■ **WHAT YOU WILL DO**:
Output every record below exactly as it appears.

Saved data entries:
* * * * * * * * *

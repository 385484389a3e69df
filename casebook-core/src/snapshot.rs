/// Backup and restore format.
///
/// A snapshot is the whole collection as one JSON object:
///   { "version", "pages", "categories", "testCases", "lastUpdated" }
use serde::{Deserialize, Serialize};
use serde_json::Value;

use crate::types::{Category, Collection, Page, TestCase};

pub const SNAPSHOT_VERSION: &str = "1.0.0";

#[derive(Debug, thiserror::Error)]
pub enum SnapshotError {
    #[error("Invalid JSON: {0}")]
    Json(#[from] serde_json::Error),

    #[error("Invalid snapshot: {0}")]
    Invalid(&'static str),
}

#[derive(Debug, Clone, PartialEq, Serialize, Deserialize)]
#[serde(rename_all = "camelCase")]
pub struct Snapshot {
    pub version: String,
    pub pages: Vec<Page>,
    #[serde(default)]
    pub categories: Vec<Category>,
    pub test_cases: Vec<TestCase>,
    #[serde(default)]
    pub last_updated: i64,
}

impl Snapshot {
    pub fn new(collection: Collection, last_updated: i64) -> Self {
        Self {
            version: SNAPSHOT_VERSION.to_string(),
            pages: collection.pages,
            categories: collection.categories,
            test_cases: collection.test_cases,
            last_updated,
        }
    }

    pub fn into_collection(self) -> Collection {
        Collection {
            pages: self.pages,
            categories: self.categories,
            test_cases: self.test_cases,
        }
    }

    pub fn to_json_pretty(&self) -> Result<String, SnapshotError> {
        Ok(serde_json::to_string_pretty(self)?)
    }

    /// Parse and validate a snapshot. `version` must be a non-empty string and
    /// `pages` / `testCases` must be arrays; `categories` may be absent.
    pub fn from_json(json: &str) -> Result<Self, SnapshotError> {
        let value: Value = serde_json::from_str(json)?;
        let obj = value
            .as_object()
            .ok_or(SnapshotError::Invalid("not a JSON object"))?;

        match obj.get("version").and_then(Value::as_str) {
            Some(v) if !v.is_empty() => {}
            _ => return Err(SnapshotError::Invalid("missing version")),
        }
        if !obj.get("pages").is_some_and(Value::is_array) {
            return Err(SnapshotError::Invalid("pages must be an array"));
        }
        if !obj.get("testCases").is_some_and(Value::is_array) {
            return Err(SnapshotError::Invalid("testCases must be an array"));
        }

        Ok(serde_json::from_value(value)?)
    }
}

/// Default file name for a backup taken on the given date.
pub fn backup_file_name(date: chrono::NaiveDate) -> String {
    format!("test-cases-backup-{}.json", date.format("%Y-%m-%d"))
}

* * * * * * * * *

■ **ANSWER BOX**:
repository 385484389a3e69df
filename casebook-core/src/snapshot.rs
/// Backup and restore format.
///
/// A snapshot is the whole collection as one JSON object:
///   { "version", "pages", "categories", "testCases", "lastUpdated" }
use serde::{Deserialize, Serialize};
use serde_json::Value;

use crate::types::{Category, Collection, Page, TestCase};

pub const SNAPSHOT_VERSION: &str = "1.0.0";

#[derive(Debug, thiserror::Error)]
pub enum SnapshotError {
    #[error("Invalid JSON: {0}")]
    Json(#[from] serde_json::Error),

    #[error("Invalid snapshot: {0}")]
    Invalid(&'static str),
}

#[derive(Debug, Clone, PartialEq, Serialize, Deserialize)]
#[serde(rename_all = "camelCase")]
pub struct Snapshot {
    pub version: String,
    pub pages: Vec<Page>,
    #[serde(default)]
    pub categories: Vec<Category>,
    pub test_cases: Vec<TestCase>,
    #[serde(default)]
    pub last_updated: i64,
}

impl Snapshot {
    pub fn new(collection: Collection, last_updated: i64) -> Self {
        Self {
            version: SNAPSHOT_VERSION.to_string(),
            pages: collection.pages,
            categories: collection.categories,
            test_cases: collection.test_cases,
            last_updated,
        }
    }

    pub fn into_collection(self) -> Collection {
        Collection {
            pages: self.pages,
            categories: self.categories,
            test_cases: self.test_cases,
        }
    }

    pub fn to_json_pretty(&self) -> Result<String, SnapshotError> {
        Ok(serde_json::to_string_pretty(self)?)
    }

    /// Parse and validate a snapshot. `version` must be a non-empty string and
    /// `pages` / `testCases` must be arrays; `categories` may be absent.
    pub fn from_json(json: &str) -> Result<Self, SnapshotError> {
        let value: Value = serde_json::from_str(json)?;
        let obj = value
            .as_object()
            .ok_or(SnapshotError::Invalid("not a JSON object"))?;

        match obj.get("version").and_then(Value::as_str) {
            Some(v) if !v.is_empty() => {}
            _ => return Err(SnapshotError::Invalid("missing version")),
        }
        if !obj.get("pages").is_some_and(Value::is_array) {
            return Err(SnapshotError::Invalid("pages must be an array"));
        }
        if !obj.get("testCases").is_some_and(Value::is_array) {
            return Err(SnapshotError::Invalid("testCases must be an array"));
        }

        Ok(serde_json::from_value(value)?)
    }
}

/// Default file name for a backup taken on the given date.
pub fn backup_file_name(date: chrono::NaiveDate) -> String {
    format!("test-cases-backup-{}.json", date.format("%Y-%m-%d"))
}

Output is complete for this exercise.